All birthing people should care about discrimination in maternity care because sexist and anti-parent biases erode quality of care for everyone. Beliefs that women exaggerate pain, can’t be trusted to make good decisions, or lose the right to bodily autonomy when they become pregnant color every interaction a pregnant person has with their care provider. They play a role in institutional policies and subtle biases.
Yet discrimination, by its very definition, does not equally affect all people. Women of color, especially black women, cannot be confident that they will receive quality, evidence-based care when they walk into a hospital. Class, money, and education do not correct these biases, as evidenced by high-profile stories such as Serena Williams’s harrowing birth experience. In another tragic case, Kira Johnson begged for medical help following a c-section. Doctors responded by telling her she wasn’t a priority as she died a preventable death.
Research consistently shows that people of color receive lower quality treatment. Consider the following:
Half of medical students believe false racist ideas about black people, such as that they have fewer nerve endings than whites, age more slowly, or feel less pain.
Clinicians believe doctors are more likely to improve with treatment and more likely to follow their doctor’s treatment recommendations.
Doctors underestimate the pain of women of color in labor.
In working with people of color, doctors often cling to one diagnosis even when the evidence supports another diagnosis. This is called anchoring bias, and is a common cause of medical misdiagnosis.
Hospitals are nine times more likely to give formula to black babies.

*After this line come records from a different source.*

use serde_json::Value;
use thiserror::Error;

/// Message used when a failed response carries no readable body
pub const UNKNOWN_SERVER_ERROR: &str = "Unknown server error.";

/// Closed set of ways a backend call can fail. Views branch on the variant and
/// show `user_message()` inline.
#[derive(Error, Debug)]
pub enum ApiError {
    #[error("Not logged in")]
    Unauthenticated,

    #[error("Request failed ({status}): {message}")]
    RequestFailed { status: u16, message: String },

    #[error("Invalid response: {0}")]
    MalformedResponse(String),

    #[error("Network error: {0}")]
    NetworkFailure(#[from] reqwest::Error),
}

/// Maximum length for error response bodies in log lines
const MAX_ERROR_BODY_LENGTH: usize = 500;

impl ApiError {
    /// Truncate a response body to avoid logging excessive data
    pub(crate) fn truncate_body(body: &str) -> String {
        if body.len() <= MAX_ERROR_BODY_LENGTH {
            return body.to_string();
        }
        let mut end = MAX_ERROR_BODY_LENGTH;
        while !body.is_char_boundary(end) {
            end -= 1;
        }
        format!("{}... (truncated, {} total bytes)", &body[..end], body.len())
    }

    /// Build a `RequestFailed` from a non-success response body.
    ///
    /// A JSON body with a `detail` field supplies the message. `fallback` is
    /// used when the body is JSON without a usable `detail`, and
    /// `UNKNOWN_SERVER_ERROR` when the body is not JSON at all.
    pub fn from_status(status: reqwest::StatusCode, body: &str, fallback: &str) -> Self {
        Self::from_body(status, body, fallback, UNKNOWN_SERVER_ERROR)
    }

    /// Like `from_status`, but login and registration show their own
    /// `fallback` whenever the body has no usable `detail`, JSON or not.
    pub fn from_exchange_status(status: reqwest::StatusCode, body: &str, fallback: &str) -> Self {
        Self::from_body(status, body, fallback, fallback)
    }

    fn from_body(
        status: reqwest::StatusCode,
        body: &str,
        fallback: &str,
        unreadable: &str,
    ) -> Self {
        let message = match serde_json::from_str::<Value>(body) {
            Ok(json) => extract_detail(&json).unwrap_or_else(|| fallback.to_string()),
            Err(_) => unreadable.to_string(),
        };
        ApiError::RequestFailed {
            status: status.as_u16(),
            message,
        }
    }

    pub fn status(&self) -> Option<u16> {
        match self {
            ApiError::RequestFailed { status, .. } => Some(*status),
            _ => None,
        }
    }

    /// Text suitable for showing next to the control that failed
    pub fn user_message(&self) -> String {
        match self {
            ApiError::Unauthenticated => "You are not logged in. Please log in again.".to_string(),
            ApiError::RequestFailed { message, .. } => message.clone(),
            ApiError::MalformedResponse(_) => {
                "The server sent a response that could not be read.".to_string()
            }
            ApiError::NetworkFailure(_) => {
                "Unable to reach the server. Check that the backend is running.".to_string()
            }
        }
    }
}

/// Pull a human-readable message out of an error body's `detail` field.
/// Validation failures carry a list of `{ "msg": ... }` entries instead of a string.
fn extract_detail(json: &Value) -> Option<String> {
    match json.get("detail")? {
        Value::String(s) if !s.trim().is_empty() => Some(s.clone()),
        Value::Array(entries) => {
            let messages: Vec<&str> = entries
                .iter()
                .filter_map(|e| e.get("msg").and_then(Value::as_str))
                .collect();
            if messages.is_empty() {
                None
            } else {
                Some(messages.join("; "))
            }
        }
        _ => None,
    }
}
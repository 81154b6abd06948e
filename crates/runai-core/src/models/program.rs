use serde::Deserialize;

/// Markdown text of a generated training program
#[derive(Debug, Clone, Deserialize)]
pub struct ProgramResponse {
    pub program: String,
}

Doctors don’t have to be deliberately racist. Many hold biases without even realizing it. Institutions may even build policies around these biases. The result is a maternal health crisis for women of color. Black women are 3.5 times more likely than white women to die of pregnancy-related causes. Differences in lifestyle or socioeconomic class do not explain this difference. Black women face significantly more birth trauma than white women—often due to racist or neglectful treatment. Even when women survive their births without major trauma or medical problems, the impact of racism in the delivery room extends well beyond birth, affecting families and communities.
Differences in power, economic access, and other factors also play a role. Incarcerated women, who are usually in prison for petty offenses, face immense abuse when they are pregnant. Georgia still allows prisons and jails to incarcerate pregnant inmates, even though a pregnant inmate has never escaped, assaulted an officer, or otherwise presented a threat. Pamela Winn, one former Georgia inmate, suffered a life-threatening miscarriage because she was shackled.
Women of color are also more likely to be threatened with DFCS (sometimes known as CPS) involvement when they don’t do what their doctors want.
Until medical providers respect the full humanity of all birthing people, no one can feel completely safe in the delivery room. Race and social location should not determine whether a birthing person lives or dies. The Georgia Birth Advocacy Coalition believes in dignity for all birthing people, not just those who can afford quality care or appeal to their providers’ biases.